Brake fluid overfill [Archive] - Triumph675.Net Forums

: Brake fluid overfill


plexwang
05-17-11, 20:18
Today I change the rearset to SV racing part, and bleed the brake system. Just found the brake fluid level for the rear brake is a bit above max line, can I just simply open the reservoir cap and drain some out use pipette, or I have to go over the bleed procedure again? What will happen if the brake fluid overfill.

Thanks!

MGFChapin
05-17-11, 20:23
It's fine to suck it out the top with a pipette or something, you're not introducing any air into the system. If there's enough room at the top for reservoir cap to go on without spilling brake fluid everywhere though, I'd call it job done and not worry about it.

MacBandit
05-18-11, 00:06
Agreed. If the cap will go on you're fine.

mikereiser
05-18-11, 00:11
I trust mac bandit, but, and not to thread jack but my back brake seized up and i think its from overfilling by resevoir.

MGFChapin
05-18-11, 02:09
I trust mac bandit, but, and not to thread jack but my back brake seized up and i think its from overfilling by resevoir.
How do you figure? Pics?

plexwang
05-18-11, 10:15
Thanks, guys,

my concern is if it comes to hot, the brake fluid may expand and cause a brake drag, so I just top off about 1 ml fluid, and it is a 30 seconds job, no panic.

MacBandit
05-18-11, 10:23
Brake fluid does not expand but very very little. If there is water in the fluid (old fluid) it will expand. The only times I've seen caliper lockup with excess fluid was when someone put new pads in after topping up the fluid and pressed them out and put them over the disc which then caused them to drag and get too hot causing the old fluid to expand.

dtrides
05-18-11, 10:56
..or when someone uses brake fluid intended for cars..Saw it happen to my buddy when he mistakenly grabbed the wrong bottle from the shelf and filled her up. We were on a steep down hill when I saw him very quickly slow down and stop. I had to grab a wrench and open the bleed nipple to release the pressure and get him rolling again..
DT.

timwu12
05-18-11, 11:01
you can't use car brake fluid? I don't see why it'd make a difference.

NewShockerGuy
05-18-11, 11:13
you can't use car brake fluid? I don't see why it'd make a difference.

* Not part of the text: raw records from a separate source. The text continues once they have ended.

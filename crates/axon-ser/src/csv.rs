use std::io::Write;

use tracing::debug;

use crate::{Category, Formatter, ScalarValue, SerError, SerializationInfo, formatter::SiBuilder};

/// Emits CSV from the formatter event stream.
///
/// Column titles are either selected up front with
/// [`select_column`](Self::select_column) or collected from the member
/// names of the first object. A field is quoted whenever it contains the
/// delimiter, the quote character or a line break; embedded quotes are
/// doubled.
pub struct CsvFormatter<W: Write> {
    out: W,
    builder: SiBuilder,
    titles: Vec<(String, String)>,
    delimiter: char,
    quote: char,
    line_ending: &'static str,
}

impl<W: Write> CsvFormatter<W> {
    pub fn new(out: W) -> Self {
        CsvFormatter {
            out,
            builder: SiBuilder::new(),
            titles: Vec::new(),
            delimiter: ',',
            quote: '"',
            line_ending: "\r\n",
        }
    }

    pub fn delimiter(mut self, delimiter: char) -> Self {
        self.delimiter = delimiter;
        self
    }

    pub fn line_ending(mut self, ending: &'static str) -> Self {
        self.line_ending = ending;
        self
    }

    /// Selects a column explicitly; disables automatic title collection.
    pub fn select_column(mut self, title: impl Into<String>) -> Self {
        let title = title.into();
        self.titles.push((title.clone(), title));
        self
    }

    /// Selects a column whose printed title differs from the member name.
    pub fn select_column_as(
        mut self,
        member_name: impl Into<String>,
        title: impl Into<String>,
    ) -> Self {
        self.titles.push((member_name.into(), title.into()));
        self
    }

    pub fn into_inner(self) -> W {
        self.out
    }

    fn field(&self, value: &str) -> String {
        let needs_quoting = value.contains(self.delimiter)
            || value.contains(self.quote)
            || value.contains('\n')
            || value.contains('\r');
        if !needs_quoting {
            return value.to_string();
        }
        let mut out = String::with_capacity(value.len() + 2);
        out.push(self.quote);
        for ch in value.chars() {
            if ch == self.quote {
                out.push(self.quote);
            }
            out.push(ch);
        }
        out.push(self.quote);
        out
    }

    fn write_row(&mut self, cells: &[String]) -> Result<(), SerError> {
        for (n, cell) in cells.iter().enumerate() {
            if n > 0 {
                write!(self.out, "{}", self.delimiter)?;
            }
            self.out.write_all(cell.as_bytes())?;
        }
        self.out.write_all(self.line_ending.as_bytes())?;
        Ok(())
    }

    fn object_row(&mut self, si: &SerializationInfo) -> Result<(), SerError> {
        let mut cells = vec![String::new(); self.titles.len()];
        for member in si.members() {
            if let Some(col) = self.titles.iter().position(|(name, _)| name == member.name()) {
                cells[col] = self.field(&member.as_str());
            }
        }
        self.write_row(&cells)
    }

    fn write_tree(&mut self, si: &SerializationInfo) -> Result<(), SerError> {
        match si.category() {
            Category::Array => {
                if self.titles.is_empty() {
                    if let Some(first) = si.member_at(0)
                        && first.category() == Category::Object
                    {
                        self.titles = first
                            .members()
                            .iter()
                            .map(|m| (m.name().to_string(), m.name().to_string()))
                            .collect();
                        debug!(columns = self.titles.len(), "titles collected from first object");
                    }
                }
                if !self.titles.is_empty() {
                    let row: Vec<String> =
                        self.titles.iter().map(|(_, t)| self.field(t)).collect();
                    self.write_row(&row)?;
                }
                for member in si.members() {
                    match member.category() {
                        Category::Object => self.object_row(member)?,
                        Category::Array => {
                            let row: Vec<String> =
                                member.members().iter().map(|m| self.field(&m.as_str())).collect();
                            self.write_row(&row)?;
                        }
                        _ => {
                            let cell = self.field(&member.as_str());
                            self.write_row(&[cell])?;
                        }
                    }
                }
            }
            Category::Object => {
                // a single object becomes a single-row table
                if self.titles.is_empty() {
                    self.titles = si
                        .members()
                        .iter()
                        .map(|m| (m.name().to_string(), m.name().to_string()))
                        .collect();
                }
                let row: Vec<String> = self.titles.iter().map(|(_, t)| self.field(t)).collect();
                self.write_row(&row)?;
                self.object_row(si)?;
            }
            _ => {
                let cell = self.field(&si.as_str());
                self.write_row(&[cell])?;
            }
        }
        Ok(())
    }
}

impl<W: Write> Formatter for CsvFormatter<W> {
    fn add_value(
        &mut self,
        name: &str,
        type_name: &str,
        value: &ScalarValue,
        id: &str,
    ) -> Result<(), SerError> {
        self.builder.add_value(name, type_name, value, id)
    }

    fn add_reference(&mut self, name: &str, target: &str) -> Result<(), SerError> {
        self.builder.add_reference(name, target)
    }

    fn begin_object(&mut self, name: &str, type_name: &str, id: &str) -> Result<(), SerError> {
        self.builder.begin_object(name, type_name, id)
    }

    fn begin_member(&mut self, name: &str) -> Result<(), SerError> {
        self.builder.begin_member(name)
    }

    fn finish_member(&mut self) -> Result<(), SerError> {
        self.builder.finish_member()
    }

    fn finish_object(&mut self) -> Result<(), SerError> {
        self.builder.finish_object()
    }

    fn begin_array(&mut self, name: &str, type_name: &str, id: &str) -> Result<(), SerError> {
        self.builder.begin_array(name, type_name, id)
    }

    fn finish_array(&mut self) -> Result<(), SerError> {
        self.builder.finish_array()
    }

    fn finish(&mut self) -> Result<(), SerError> {
        let si = self.builder.take()?;
        self.write_tree(&si)?;
        self.out.flush()?;
        Ok(())
    }
}

/// Serializes `si` to CSV with the default settings.
pub fn to_csv(si: &SerializationInfo) -> Result<String, SerError> {
    let mut fmt = CsvFormatter::new(Vec::new());
    crate::format_si(si, &mut fmt)?;
    Ok(String::from_utf8(fmt.into_inner()).expect("formatter emits utf-8"))
}

/// Parses CSV into an array of objects; the first record carries the
/// column titles.
pub fn parse_csv(input: &str, delimiter: char) -> Result<SerializationInfo, SerError> {
    let mut records: Vec<Vec<String>> = Vec::new();
    let mut record: Vec<String> = Vec::new();
    let mut cell = String::new();
    let mut chars = input.chars().peekable();
    let mut in_quotes = false;
    let mut quoted_cell = false;
    let mut offset = 0usize;

    loop {
        let Some(ch) = chars.next() else { break };
        offset += ch.len_utf8();
        if in_quotes {
            if ch == '"' {
                if chars.peek() == Some(&'"') {
                    chars.next();
                    offset += 1;
                    cell.push('"');
                } else {
                    in_quotes = false;
                }
            } else {
                cell.push(ch);
            }
            continue;
        }
        match ch {
            '"' if cell.is_empty() && !quoted_cell => {
                in_quotes = true;
                quoted_cell = true;
            }
            '\r' => {
                if chars.peek() == Some(&'\n') {
                    chars.next();
                    offset += 1;
                }
                record.push(std::mem::take(&mut cell));
                quoted_cell = false;
                records.push(std::mem::take(&mut record));
            }
            '\n' => {
                record.push(std::mem::take(&mut cell));
                quoted_cell = false;
                records.push(std::mem::take(&mut record));
            }
            c if c == delimiter => {
                record.push(std::mem::take(&mut cell));
                quoted_cell = false;
            }
            c => cell.push(c),
        }
    }
    if in_quotes {
        return Err(SerError::parse("csv", offset, "unterminated quoted field"));
    }
    if !cell.is_empty() || !record.is_empty() {
        record.push(cell);
        records.push(record);
    }

    let mut result = SerializationInfo::array();
    let mut it = records.into_iter();
    let Some(titles) = it.next() else { return Ok(result) };
    for row in it {
        let mut obj = SerializationInfo::object();
        for (n, value) in row.into_iter().enumerate() {
            let name = titles.get(n).cloned().unwrap_or_else(|| n.to_string());
            obj.add_member(name).set_value(value).set_type_name("string");
        }
        result.push_member(obj);
    }
    Ok(result)
}

#[cfg(test)]
mod tests {
    use super::*;

    fn sample() -> SerializationInfo {
        let mut si = SerializationInfo::array();
        let mut row = SerializationInfo::object();
        row.add_member("a").set_value(1i64);
        row.add_member("b").set_value("x,y");
        si.push_member(row);
        let mut row = SerializationInfo::object();
        row.add_member("a").set_value(2i64);
        row.add_member("b").set_value("z");
        si.push_member(row);
        si
    }

    #[test]
    fn titles_and_quoting() {
        let csv = to_csv(&sample()).unwrap();
        assert_eq!(csv, "a,b\r\n1,\"x,y\"\r\n2,z\r\n");
    }

    #[test]
    fn roundtrip() {
        let si = sample();
        let csv = to_csv(&si).unwrap();
        let back = parse_csv(&csv, ',').unwrap();
        assert!(si.structurally_eq(&back), "{csv}\n{back:?}");
    }

    #[test]
    fn embedded_quotes_are_doubled() {
        let mut si = SerializationInfo::array();
        let mut row = SerializationInfo::object();
        row.add_member("q").set_value("say \"hi\"");
        si.push_member(row);
        let csv = to_csv(&si).unwrap();
        assert_eq!(csv, "q\r\n\"say \"\"hi\"\"\"\r\n");
        let back = parse_csv(&csv, ',').unwrap();
        assert_eq!(back.member_at(0).unwrap().member("q").unwrap().as_str(), "say \"hi\"");
    }

    #[test]
    fn embedded_newline_survives() {
        let mut si = SerializationInfo::array();
        let mut row = SerializationInfo::object();
        row.add_member("n").set_value("line1\nline2");
        si.push_member(row);
        let csv = to_csv(&si).unwrap();
        let back = parse_csv(&csv, ',').unwrap();
        assert_eq!(back.member_at(0).unwrap().member("n").unwrap().as_str(), "line1\nline2");
    }

    #[test]
    fn selected_columns_override_collection() {
        let mut fmt = CsvFormatter::new(Vec::new()).select_column("b").select_column("a");
        crate::format_si(&sample(), &mut fmt).unwrap();
        let csv = String::from_utf8(fmt.into_inner()).unwrap();
        assert_eq!(csv, "b,a\r\n\"x,y\",1\r\nz,2\r\n");
    }

    #[test]
    fn missing_member_leaves_empty_cell() {
        let mut si = SerializationInfo::array();
        let mut row = SerializationInfo::object();
        row.add_member("a").set_value(1i64);
        row.add_member("b").set_value("x");
        si.push_member(row);
        let mut row = SerializationInfo::object();
        row.add_member("a").set_value(2i64);
        si.push_member(row);
        let csv = to_csv(&si).unwrap();
        assert_eq!(csv, "a,b\r\n1,x\r\n2,\r\n");
    }

    #[test]
    fn scalar_array_is_one_column() {
        let mut si = SerializationInfo::array();
        si.push_member(SerializationInfo::value("p"));
        si.push_member(SerializationInfo::value("q"));
        let csv = to_csv(&si).unwrap();
        assert_eq!(csv, "p\r\nq\r\n");
    }

    #[test]
    fn lf_only_input_parses() {
        let back = parse_csv("a,b\n1,2\n", ',').unwrap();
        assert_eq!(back.member_at(0).unwrap().member("a").unwrap().as_str(), "1");
    }

    #[test]
    fn unterminated_quote_is_an_error() {
        assert!(parse_csv("a\n\"oops", ',').is_err());
    }
}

That's what I am wondering as well. You can't use DOT 4 or DOT 5?

I am looking at my motul brake fluid and it's DOT4

I am looking at my ATE Super Blue for my STi and it's DOT4...

-Nigel

Pathos
05-18-11, 13:43
you can't use car brake fluid? I don't see why it'd make a difference.You can but it won't be quite as firm as the fancy stuff. It won't hurt the system or anything, just less performance (in my subjective opinion).

MacBandit
05-18-11, 22:24
There is no such thing as car specific brake fluid. Our bikes are spec'd for DOT4. The glycol based brake fluids are DOT 3,4, & 5.1. I use 5.1 in my bike. Unless you are racing you don't want to use DOT 5 which is synthetic. DOT 5 does not absorb moisture (hydroscopic) and has a high boiling point. Both of which sounds like a good thing but.. Unless you change your fluid very regularly you want your brake fluid to absorb moisture. The reason is no matter what over time if you ride in the rain or wash your bike or however you get water on the brakes it will work it's way past the seals. Once in there if you have glycol fluid this moisture will be safely absorbed and diluted so that it does not cause corrosion. If you use DOT 5 this moisture will actually pool and start causing corrosion. So yes it sucks that brake fluid absorbs moisture and therefore lowers it's boiling point over time but you want it to do that so when you flush the fluid the moisture comes out too and you have a fresh clean system. So change your fluid often.

Also if you have a vehicle with ABS use the fluid specifically specified for it. The reason is different brake fluid ratings DOT 3, 4 etc. have a different viscosity (thickness) and the ABS system was designed specifically with a specific viscosity in mind to work work properly.